After waking up from the anesthesia following the colonoscopy, he knew something had to be wrong when his doctor was standing at the foot of the bed. “You’ve got stage 3 colon cancer and you’re on the schedule tomorrow to have surgery,” the doctor told him.

Then the Starks had to break the news for a second time to their kids.

“The biggest question,” David said, “one I’ll never forget, was ‘Did you catch it from mommy? You said cancer wasn’t (contagious) .’”

Having already had one parent undergo surgery and chemotherapy, it was probably even harder for them to hear this news, Becky said. “They thought they were done, and now dad is going in for surgery.”

His first day of chemotherapy was “almost surreal” after he had accompanied Becky so many times. At first, the treatment team thought they were just coming back in to say hello and thank them.

“Then they saw me wearing the (patient) wrist band and they went, ‘No way!’”

Becky “was my coach going through it,” David said. “She had had chemotherapy. She knew the drill, the routine and you knew what to expect. She’d say, ‘Here’s something I tried.’ That was invaluable. While a lot of couples go over how their day was or their calendar, we compared cancer notes. ‘So, which steroid do you have?’”

Social media provided an important element of support as well. Between the two of them, the Starks figure they had more than 2,000 people who posted messages of support on a Caring Bridge site they set up to provide updates on their treatment and recovery.

Being a patient at John Stoddard Cancer Center, an organization he previously oversaw as Iowa Health - Des Moines’ chief operating officer, was “a little bit of a Catch-22,” David recalled. Or as a couple of colleagues suggested, it sometimes felt like “Undercover Boss.”

“It was hard when I was being wheeled into the operating room and I was the patient,” he said. “I think it’s made me a better administrator going through that. It’s not just hypothetical - I’ve been there.”

At Blank Children’s Hospital, his colleagues again wore “Stark Cancer Fight” bracelets, which they had done while Becky was in treatment.

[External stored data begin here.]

impl Loader {
    /// A new arc to the next node with the given blockers.
    fn out(&self, blocking: IdxSet) -> Arc {
        Arc {
            succ: Rc::clone(&self.next),
            blocking,
            cuts: self.next_cuts.clone(),
        }
    }

    fn set_next(&mut self, n: Rc<Node>) {
        self.next = n;
        self.next_cuts = IdxSet::new();
    }

    fn set_next_with_cuts(&mut self, n: Rc<Node>, cuts: IdxSet) {
        self.next = n;
        self.next_cuts = cuts;
    }

    fn lower(&mut self, m: &Matcher) {
        match m {
            // An empty matcher leaves `next` as it is.
            Matcher::Empty | Matcher::Action(_) => (),
            Matcher::Any => {
                let out = self.out(IdxSet::new());
                self.set_next(Rc::new(Node::Any { out }));
            }
            Matcher::Char(c) => {
                let out = self.out(IdxSet::new());
                self.set_next(Rc::new(Node::Char { out, c: *c }));
            }
            Matcher::Str(s) => match s.len() {
                0 => (),
                1 => {
                    let out = self.out(IdxSet::new());
                    self.set_next(Rc::new(Node::Char { out, c: s[0] }));
                }
                _ => {
                    let out = self.out(IdxSet::new());
                    self.set_next(Rc::new(Node::Str {
                        out,
                        s: s.clone().into(),
                        i: 0,
                    }));
                }
            },
            Matcher::Range(ranges) => match ranges.len() {
                0 => self.set_next(Rc::new(Node::Fail)),
                1 => {
                    let out = self.out(IdxSet::new());
                    self.set_next(Rc::new(Node::Range {
                        out,
                        b: ranges[0].0,
                        e: ranges[0].1,
                    }));
                }
                _ => {
                    let arcs = ranges
                        .iter()
                        .map(|&(b, e)| {
                            Arc::to(Rc::new(Node::Range {
                                out: self.out(IdxSet::new()),
                                b,
                                e,
                            }))
                        })
                        .collect::<Vec<_>>();
                    self.set_next(alt_make(arcs, &self.mgr));
                }
            },
            Matcher::Rule(name) => {
                let ridx = *self
                    .names
                    .get(name)
                    .expect("validated grammar has no unknown rule references");
                let out = self.out(IdxSet::new());
                self.set_next(Rc::new(Node::Rule { out, ridx }));
            }
            Matcher::Seq(ms) => {
                for m in ms.iter().rev() {
                    self.lower(m);
                }
            }
            Matcher::Alt(ms) => {
                // m0 [^c0] next | [c0] m1 [^c1] next | ... : each branch
                // cuts away the ones after it once it matches.
                let alt_next = Rc::clone(&self.next);
                let alt_cuts = self.next_cuts.clone();
                let mut blocking = IdxSet::new();
                let mut arcs = Vec::with_capacity(ms.len());
                for m in ms {
                    let i = self.ri;
                    self.ri += 1;
                    self.next_cuts.insert(i);
                    self.lower(m);
                    arcs.push(self.out(blocking.clone()));
                    self.set_next_with_cuts(Rc::clone(&alt_next), alt_cuts.clone());
                    blocking.insert(i);
                }
                self.set_next(alt_make(arcs, &self.mgr));
            }
            Matcher::Opt(m) => {
                // m [^i] next | [i] next
                let i = self.ri;
                self.ri += 1;
                let skip = self.out(IdxSet::of(&[i]));
                self.next_cuts.insert(i);
                self.lower(m);
                let thru = self.out(IdxSet::new());
                self.set_next(alt_make(vec![thru, skip], &self.mgr));
            }
            Matcher::Many(m) => {
                let nt = self.make_many(m);
                self.set_next(nt);
            }
            Matcher::Some(m) => {
                let nt = self.make_many(m);
                self.set_next(nt);
                self.lower(m);
            }
            Matcher::Look(m) => {
                // !!m: m [^j] fail | [j ^i] fail | [i] next. A match of m
                // cuts j, killing the branch that would cut i, freeing the
                // continuation.
                let j = self.ri;
                let i = self.ri + 1;
                self.ri += 2;
                let cont = self.out(IdxSet::of(&[i]));
                self.set_next_with_cuts(Rc::new(Node::Fail), IdxSet::of(&[i]));
                let cut = self.out(IdxSet::of(&[j]));
                self.set_next_with_cuts(Rc::new(Node::Fail), IdxSet::of(&[j]));
                self.lower(m);
                let thru = self.out(IdxSet::new());
                self.set_next(alt_make(vec![cont, cut, thru], &self.mgr));
            }
            Matcher::Not(m) => {
                // m [^i] fail | [i] next: both paths proceed concurrently,
                // and a match of m cuts the continuation away.
                let i = self.ri;
                self.ri += 1;
                let cont = self.out(IdxSet::of(&[i]));
                self.set_next_with_cuts(Rc::new(Node::Fail), IdxSet::of(&[i]));
                self.lower(m);
                let thru = self.out(IdxSet::new());
                self.set_next(alt_make(vec![cont, thru], &self.mgr));
            }
            Matcher::Capt(m) | Matcher::Named(m, _) => self.lower(m),
            Matcher::Fail(_) => self.set_next(Rc::new(Node::Fail)),
        }
    }

    /// Builds the anonymous rule `R <- m [^i] R | [i] ()` for `m*` and
    /// returns a reference node for it, pointed at the current
    /// continuation.
    fn make_many(&mut self, m: &Matcher) -> Rc<Node> {
        let name = format!("*{}", self.anon);
        self.anon += 1;
        let ridx = RuleIdx::from(self.rules.len());
        self.names.insert(name.clone(), ridx);
        self.rules.push(DagRule {
            name,
            body: Rc::new(Node::Fail),
            nrestrict: 0,
            nullable: false,
        });
        let out = self.out(IdxSet::new());
        let nt = Rc::new(Node::Rule { out, ridx });
        let save_next = Rc::clone(&self.next);
        let save_cuts = self.next_cuts.clone();
        let save_ri = self.ri;
        self.ri = 0;
        let i = self.ri;
        self.ri += 1;
        self.set_next(Rc::new(Node::End));
        let skip = self.out(IdxSet::of(&[i]));
        let rec_out = self.out(IdxSet::new());
        self.set_next_with_cuts(Rc::new(Node::Rule { out: rec_out, ridx }), IdxSet::of(&[i]));
        self.lower(m);
        let thru = self.out(IdxSet::new());
        let body = alt_make(vec![thru, skip], &self.mgr);
        self.rules[usize::from(ridx)].body = body;
        self.rules[usize::from(ridx)].nrestrict = self.ri;
        self.ri = save_ri;
        self.set_next_with_cuts(save_next, save_cuts);
        nt
    }
}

“Outside of the chemotherapy days that I was off every other Tuesday, I was at work every day,” he said. “That was important to me, not in terms of some heroic effort, but in terms of some normalcy.”


A return to normal

Looking back after a year of being cancer-free, David said the experience has made Becky and him closer than ever.

“It put things in perspective,” he said, “and it allowed us to grow closer together. We had conversations that most couples don’t have, particularly at this point in their marriage.”

“I feel like both of us understand each other’s strengths and weaknesses,” Becky said. “And where weaknesses are, we can compensate. And with those strengths, they’re even stronger.”

Do they feel they’re through the worst?

“I don’t think there’s any other way to feel,” David said. “You have to believe that, that it’s over. That’s a pretty powerful ‘drug’ that we take, along with prayer. We’ve had excellent care and follow-up and today we are both cancer-free, which is a great place to be. We will closely monitor it the rest of our lives, and that will impact our kids. ... There’s not a day that goes by that you don’t think about cancer, but you don’t let it dominate your life.”

Or let it ruin your Tuesdays, for that matter.